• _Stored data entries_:
// Copyright 2025 the Geom2d Authors
// SPDX-License-Identifier: Apache-2.0 OR MIT

//! A rectangle with rounded corners.

use crate::crossings::{path_round_rect_crossings, CrossingMode};
use crate::ellipse::{
    closest_point_on_solid_ellipse, farthest_point_on_ellipse, intersects_ellipse_segment, KAPPA,
};
use crate::segment::intersects_rect_segment;
use crate::{
    Circle, Ellipse, Intersects, Path, PathElement, PathError, PathIterator, Point, Rect,
    Segment, Shape, Vec2, WindingRule,
};

#[cfg(not(feature = "std"))]
use crate::common::FloatFuncs;

/// A rectangle with elliptical corners.
///
/// The arc dimensions are the full width and height of the ellipse that
/// rounds each corner. They are clamped to the size of the rectangle
/// wherever they are used, so the stored values may exceed it.
#[derive(Clone, Copy, Debug, Default, PartialEq)]
#[cfg_attr(feature = "schemars", derive(schemars::JsonSchema))]
#[cfg_attr(feature = "serde", derive(serde::Serialize, serde::Deserialize))]
pub struct RoundRect {
    /// The bounding rectangle.
    pub rect: Rect,
    /// The width of the corner arcs.
    pub arc_width: f64,
    /// The height of the corner arcs.
    pub arc_height: f64,
}

impl RoundRect {
    /// A new rounded rectangle.
    #[inline]
    pub fn new(rect: Rect, arc_width: f64, arc_height: f64) -> RoundRect {
        RoundRect {
            rect: rect.abs(),
            arc_width,
            arc_height,
        }
    }

    /// A new rounded rectangle from its corner coordinates and arc
    /// dimensions.
    #[inline]
    pub fn from_coords(x0: f64, y0: f64, x1: f64, y1: f64, arc_width: f64, arc_height: f64) -> Self {
        RoundRect::new(Rect::new(x0, y0, x1, y1), arc_width, arc_height)
    }

    /// The radii of the corner ellipses, after clamping to the rectangle.
    #[inline]
    pub fn radii(&self) -> Vec2 {
        Vec2::new(
            self.rect.width().min(self.arc_width.abs()) / 2.0,
            self.rect.height().min(self.arc_height.abs()) / 2.0,
        )
    }

    /// The center of the rectangle.
    #[inline]
    pub fn center(&self) -> Point {
        self.rect.center()
    }

    /// The horizontal and the vertical bar of the central cross.
    fn bands(&self) -> [Rect; 2] {
        let Rect { x0, y0, x1, y1 } = self.rect;
        let r = self.radii();
        [
            Rect::new(x0, y0 + r.y, x1, y1 - r.y),
            Rect::new(x0 + r.x, y0, x1 - r.x, y1),
        ]
    }

    /// The bounding rectangles of the four corner ellipses, counterclockwise
    /// from the minimum corner.
    fn corner_rects(&self) -> [Rect; 4] {
        let Rect { x0, y0, x1, y1 } = self.rect;
        let r = self.radii();
        let (w, h) = (2.0 * r.x, 2.0 * r.y);
        [
            Rect::new(x0, y0, x0 + w, y0 + h),
            Rect::new(x1 - w, y0, x1, y0 + h),
            Rect::new(x1 - w, y1 - h, x1, y1),
            Rect::new(x0, y1 - h, x0 + w, y1),
        ]
    }

    fn corners(&self) -> [Ellipse; 4] {
        self.corner_rects().map(Ellipse::from_rect)
    }
}

/// Whether the segment `p0`-`p1` intersects the rounded rectangle.
pub(crate) fn intersects_round_rect_segment(round_rect: &RoundRect, p0: Point, p1: Point) -> bool {
    round_rect
        .bands()
        .iter()
        .any(|band| intersects_rect_segment(*band, p0, p1))
        || round_rect
            .corner_rects()
            .iter()
            .any(|corner| intersects_ellipse_segment(*corner, p0, p1, false))
}

#[doc(hidden)]
#[derive(Clone, Debug)]
pub struct RoundRectPathIter {
    rect: Rect,
    radii: Vec2,
    ix: usize,
}

impl Iterator for RoundRectPathIter {
    type Item = PathElement;

    fn next(&mut self) -> Option<PathElement> {
        let Rect { x0, y0, x1, y1 } = self.rect;
        let Vec2 { x: rx, y: ry } = self.radii;
        // Distances of the control points from the corners.
        let (cx, cy) = ((1.0 - KAPPA) * rx, (1.0 - KAPPA) * ry);
        self.ix += 1;
        match self.ix {
            1 => Some(PathElement::move_to((x0, y0 + ry))),
            2 => Some(PathElement::line_to((x0, y0 + ry), (x0, y1 - ry))),
            3 => Some(PathElement::curve_to(
                (x0, y1 - ry),
                (x0, y1 - cy),
                (x0 + cx, y1),
                (x0 + rx, y1),
            )),
            4 => Some(PathElement::line_to((x0 + rx, y1), (x1 - rx, y1))),
            5 => Some(PathElement::curve_to(
                (x1 - rx, y1),
                (x1 - cx, y1),
                (x1, y1 - cy),
                (x1, y1 - ry),
            )),
            6 => Some(PathElement::line_to((x1, y1 - ry), (x1, y0 + ry))),
            7 => Some(PathElement::curve_to(
                (x1, y0 + ry),
                (x1, y0 + cy),
                (x1 - cx, y0),
                (x1 - rx, y0),
            )),
            8 => Some(PathElement::line_to((x1 - rx, y0), (x0 + rx, y0))),
            9 => Some(PathElement::curve_to(
                (x0 + rx, y0),
                (x0 + cx, y0),
                (x0, y0 + cy),
                (x0, y0 + ry),
            )),
            10 => Some(PathElement::close((x0, y0 + ry), (x0, y0 + ry))),
            _ => None,
        }
    }
}

impl PathIterator for RoundRectPathIter {
    #[inline]
    fn winding_rule(&self) -> WindingRule {
        WindingRule::NonZero
    }
}

impl Shape for RoundRect {
    type PathIter<'iter> = RoundRectPathIter;

    fn path_iter(&self) -> RoundRectPathIter {
        RoundRectPathIter {
            rect: self.rect,
            radii: self.radii(),
            ix: if self.is_empty() { 10 } else { 0 },
        }
    }

    #[inline]
    fn bounding_box(&self) -> Rect {
        self.rect
    }

    /// The maximum borders of the rectangle are outside; a rectangle with
    /// no extent contains only its corner.
    fn contains(&self, pt: Point) -> bool {
        let Rect { x0, y0, x1, y1 } = self.rect;
        if self.rect.width() <= 0.0 && self.rect.height() <= 0.0 {
            return pt.x == x0 && pt.y == y0;
        }
        if pt.x < x0 || pt.y < y0 || pt.x >= x1 || pt.y >= y1 {
            return false;
        }
        let r = self.radii();
        if pt.x >= x0 + r.x && pt.x < x1 - r.x {
            return true;
        }
        if pt.y >= y0 + r.y && pt.y < y1 - r.y {
            return true;
        }
        let cx = if pt.x < x0 + r.x { x0 + r.x } else { x1 - r.x };
        let cy = if pt.y < y0 + r.y { y0 + r.y } else { y1 - r.y };
        let xx = (pt.x - cx) / r.x;
        let yy = (pt.y - cy) / r.y;
        xx * xx + yy * yy <= 1.0
    }

    /// Tests the corner of `rect` farthest from the center.
    fn contains_rect(&self, rect: Rect) -> bool {
        let c = self.center();
        let rc = rect.center();
        let corner = Point::new(
            if c.x <= rc.x { rect.x1 } else { rect.x0 },
            if c.y <= rc.y { rect.y1 } else { rect.y0 },
        );
        self.contains(corner)
    }

    fn closest_point(&self, pt: Point) -> Point {
        let Rect { x0, y0, x1, y1 } = self.rect;
        let r = self.radii();
        let [bottom_left, bottom_right, top_right, top_left] = self.corner_rects();
        let corner = if pt.x < x0 + r.x {
            if pt.y < y0 + r.y {
                Some(bottom_left)
            } else if pt.y > y1 - r.y {
                Some(top_left)
            } else {
                None
            }
        } else if pt.x > x1 - r.x {
            if pt.y < y0 + r.y {
                Some(bottom_right)
            } else if pt.y > y1 - r.y {
                Some(top_right)
            } else {
                None
            }
        } else {
            None
        };
        match corner {
            Some(corner) => closest_point_on_solid_ellipse(corner, pt),
            None => self.rect.closest_point(pt),
        }
    }

    /// The farthest point lies on the corner arc opposite to `pt`.
    fn farthest_point(&self, pt: Point) -> Point {
        let c = self.center();
        let [bottom_left, bottom_right, top_right, top_left] = self.corner_rects();
        let corner = match (pt.x <= c.x, pt.y <= c.y) {
            (true, true) => top_right,
            (true, false) => bottom_right,
            (false, true) => top_left,
            (false, false) => bottom_left,
        };
        farthest_point_on_ellipse(corner, pt)
    }

    #[inline]
    fn translate(&mut self, v: Vec2) {
        self.rect = self.rect + v;
    }

    #[inline]
    fn is_empty(&self) -> bool {
        self.rect.is_empty()
    }

    fn intersects_path_iter<I: PathIterator>(&self, iter: I) -> Result<bool, PathError> {
        let mask = iter.winding_rule().crossing_mask(2);
        let crossings = path_round_rect_crossings(
            0,
            iter,
            self,
            CrossingMode::SimpleIntersectionWhenNotPolygon,
        )?;
        Ok(crossings.is_hit(mask))
    }
}

impl Intersects<Rect> for RoundRect {
    fn intersects(&self, other: &Rect) -> bool {
        self.bands().iter().any(|band| band.intersects(other))
            || self.corners().iter().any(|corner| corner.intersects(other))
    }
}

impl Intersects<Circle> for RoundRect {
    fn intersects(&self, other: &Circle) -> bool {
        self.bands().iter().any(|band| other.intersects(band))
            || self.corners().iter().any(|corner| corner.intersects(other))
    }
}

impl Intersects<Ellipse> for RoundRect {
    fn intersects(&self, other: &Ellipse) -> bool {
        self.bands().iter().any(|band| other.intersects(band))
            || self.corners().iter().any(|corner| corner.intersects(other))
    }
}

impl Intersects<Segment> for RoundRect {
    #[inline]
    fn intersects(&self, other: &Segment) -> bool {
        intersects_round_rect_segment(self, other.p0, other.p1)
    }
}

impl Intersects<RoundRect> for RoundRect {
    fn intersects(&self, other: &RoundRect) -> bool {
        self.bands().iter().any(|band| other.intersects(band))
            || self.corners().iter().any(|corner| other.intersects(corner))
    }
}

impl Intersects<Path> for RoundRect {
    fn intersects(&self, other: &Path) -> bool {
        matches!(self.intersects_path_iter(other.path_iter()), Ok(true))
    }
}

#[cfg(test)]
mod tests {
    use alloc::vec::Vec;

    use super::*;
    use crate::crossings::{round_rect_crossings, Crossings};
    use crate::PathElementType;

    fn assert_point_approx_eq(p: Point, q: Point) {
        assert!(p.distance(q) < 1e-9, "{p:?} != {q:?}");
    }

    fn rounded() -> RoundRect {
        RoundRect::from_coords(0.0, 0.0, 10.0, 10.0, 4.0, 4.0)
    }

    #[test]
    fn radii_are_clamped() {
        let rr = RoundRect::new(Rect::new(0.0, 0.0, 4.0, 2.0), 10.0, -10.0);
        assert_eq!(rr.radii(), Vec2::new(2.0, 1.0));
        assert_eq!(rounded().radii(), Vec2::new(2.0, 2.0));
    }

    #[test]
    fn containment() {
        let rr = rounded();
        assert!(rr.contains(Point::new(5.0, 5.0)));
        assert!(rr.contains(Point::new(0.0, 5.0)));
        assert!(rr.contains(Point::new(1.0, 1.0)));
        assert!(!rr.contains(Point::new(0.2, 0.2)));
        assert!(!rr.contains(Point::new(9.8, 9.8)));
        // The maximum borders are excluded.
        assert!(!rr.contains(Point::new(10.0, 5.0)));
        assert!(rr.contains_rect(Rect::new(2.0, 2.0, 8.0, 8.0)));
        assert!(!rr.contains_rect(Rect::new(0.1, 0.1, 5.0, 5.0)));
        let point = RoundRect::from_coords(1.0, 1.0, 1.0, 1.0, 2.0, 2.0);
        assert!(point.contains(Point::new(1.0, 1.0)));
        assert!(!point.contains(Point::new(1.0, 1.1)));
    }

    #[test]
    fn closest_and_farthest() {
        let rr = rounded();
        let h = 2.0 - 2.0_f64.sqrt();
        assert_eq!(rr.closest_point(Point::new(5.0, 5.0)), Point::new(5.0, 5.0));
        assert_eq!(rr.closest_point(Point::new(5.0, -3.0)), Point::new(5.0, 0.0));
        assert_eq!(rr.closest_point(Point::new(-3.0, 5.0)), Point::new(0.0, 5.0));
        assert_point_approx_eq(rr.closest_point(Point::new(-1.0, -1.0)), Point::new(h, h));
        assert_point_approx_eq(
            rr.closest_point(Point::new(11.0, 11.0)),
            Point::new(10.0 - h, 10.0 - h),
        );
        assert_point_approx_eq(
            rr.farthest_point(Point::new(1.0, 1.0)),
            Point::new(10.0 - h, 10.0 - h),
        );
        assert_point_approx_eq(rr.farthest_point(Point::new(9.0, 1.0)), Point::new(h, 10.0 - h));
        let square = RoundRect::from_coords(0.0, 0.0, 10.0, 10.0, 0.0, 0.0);
        assert_eq!(square.farthest_point(Point::new(1.0, 1.0)), Point::new(10.0, 10.0));
    }

    #[test]
    fn pairwise() {
        let rr = rounded();
        // Inside the bounding box, outside the rounded corner.
        assert!(!rr.intersects(&Circle::new((-0.5, -0.5), 1.0)));
        assert!(rr.intersects(&Circle::new((-0.5, 5.0), 1.0)));
        assert!(!rr.intersects(&Rect::new(-1.0, -1.0, 0.3, 0.3)));
        assert!(rr.intersects(&Rect::new(-1.0, -1.0, 1.0, 1.0)));
        assert!(!rr.intersects(&Segment::new((-1.0, 1.0), (1.0, -1.0))));
        assert!(rr.intersects(&Segment::new((-1.0, 5.0), (1.0, 5.0))));
        assert!(Segment::new((-1.0, 5.0), (1.0, 5.0)).intersects(&rr));
        assert!(!rr.intersects(&Ellipse::new((-1.0, -1.0), (1.0, 1.0))));
        assert!(rr.intersects(&Ellipse::new((5.0, -1.0), (1.0, 2.0))));
        let near = RoundRect::from_coords(9.0, 9.0, 20.0, 20.0, 4.0, 4.0);
        assert!(!rr.intersects(&near));
        assert!(!near.intersects(&rr));
        let overlapping = RoundRect::from_coords(7.0, 7.0, 20.0, 20.0, 4.0, 4.0);
        assert!(rr.intersects(&overlapping));
        assert!(overlapping.intersects(&rr));
    }

    #[test]
    fn path_iter() {
        let rr = rounded();
        let els: Vec<_> = rr.path_iter().collect();
        assert_eq!(els.len(), 10);
        assert_eq!(els[0], PathElement::move_to((0.0, 2.0)));
        let curves = els.iter().filter(|el| el.kind == PathElementType::CurveTo).count();
        assert_eq!(curves, 4);
        assert_eq!(els[3].to, Point::new(8.0, 10.0));
        let empty = RoundRect::from_coords(0.0, 0.0, 0.0, 10.0, 1.0, 1.0);
        assert_eq!(empty.path_iter().count(), 0);
        let mut moved = rr;
        moved.translate(Vec2::new(1.0, 2.0));
        assert_eq!(moved.rect, Rect::new(1.0, 2.0, 11.0, 12.0));
        let mut around = Path::new();
        around.move_to((-5.0, 5.0));
        around.line_to((15.0, 5.0)).unwrap();
        assert_eq!(rr.intersects_path_iter(around.path_iter()), Ok(true));
        assert!(rr.intersects(&around));
    }

    #[test]
    fn edge_in_corner_gap() {
        // Fully rounded ends: the corners of the bounding rectangle lie
        // outside the shape.
        let rr = RoundRect::from_coords(0.0, 0.0, 4.0, 2.0, 4.0, 2.0);
        let (a, b, c) = (
            Point::new(0.1, -1.0),
            Point::new(0.3, 0.3),
            Point::new(-1.0, -1.0),
        );
        assert_eq!(round_rect_crossings(0, &rr, a, b), Crossings::Count(0));
        assert_eq!(round_rect_crossings(0, &rr, b, c), Crossings::Count(0));
        let mut gap = Path::new();
        gap.move_to(a);
        gap.line_to(b).unwrap();
        gap.line_to(c).unwrap();
        gap.close_path();
        assert!(!rr.intersects(&gap));
        assert!(!gap.intersects(&rr));
    }
}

• _WORK ITEM_:
Would you report every line of the entries above containing the word "feature"?

• _TASK SOLUTION_:
#[cfg(not(feature = "std"))]
#[cfg_attr(feature = "schemars", derive(schemars::JsonSchema))]
#[cfg_attr(feature = "serde", derive(serde::Serialize, serde::Deserialize))]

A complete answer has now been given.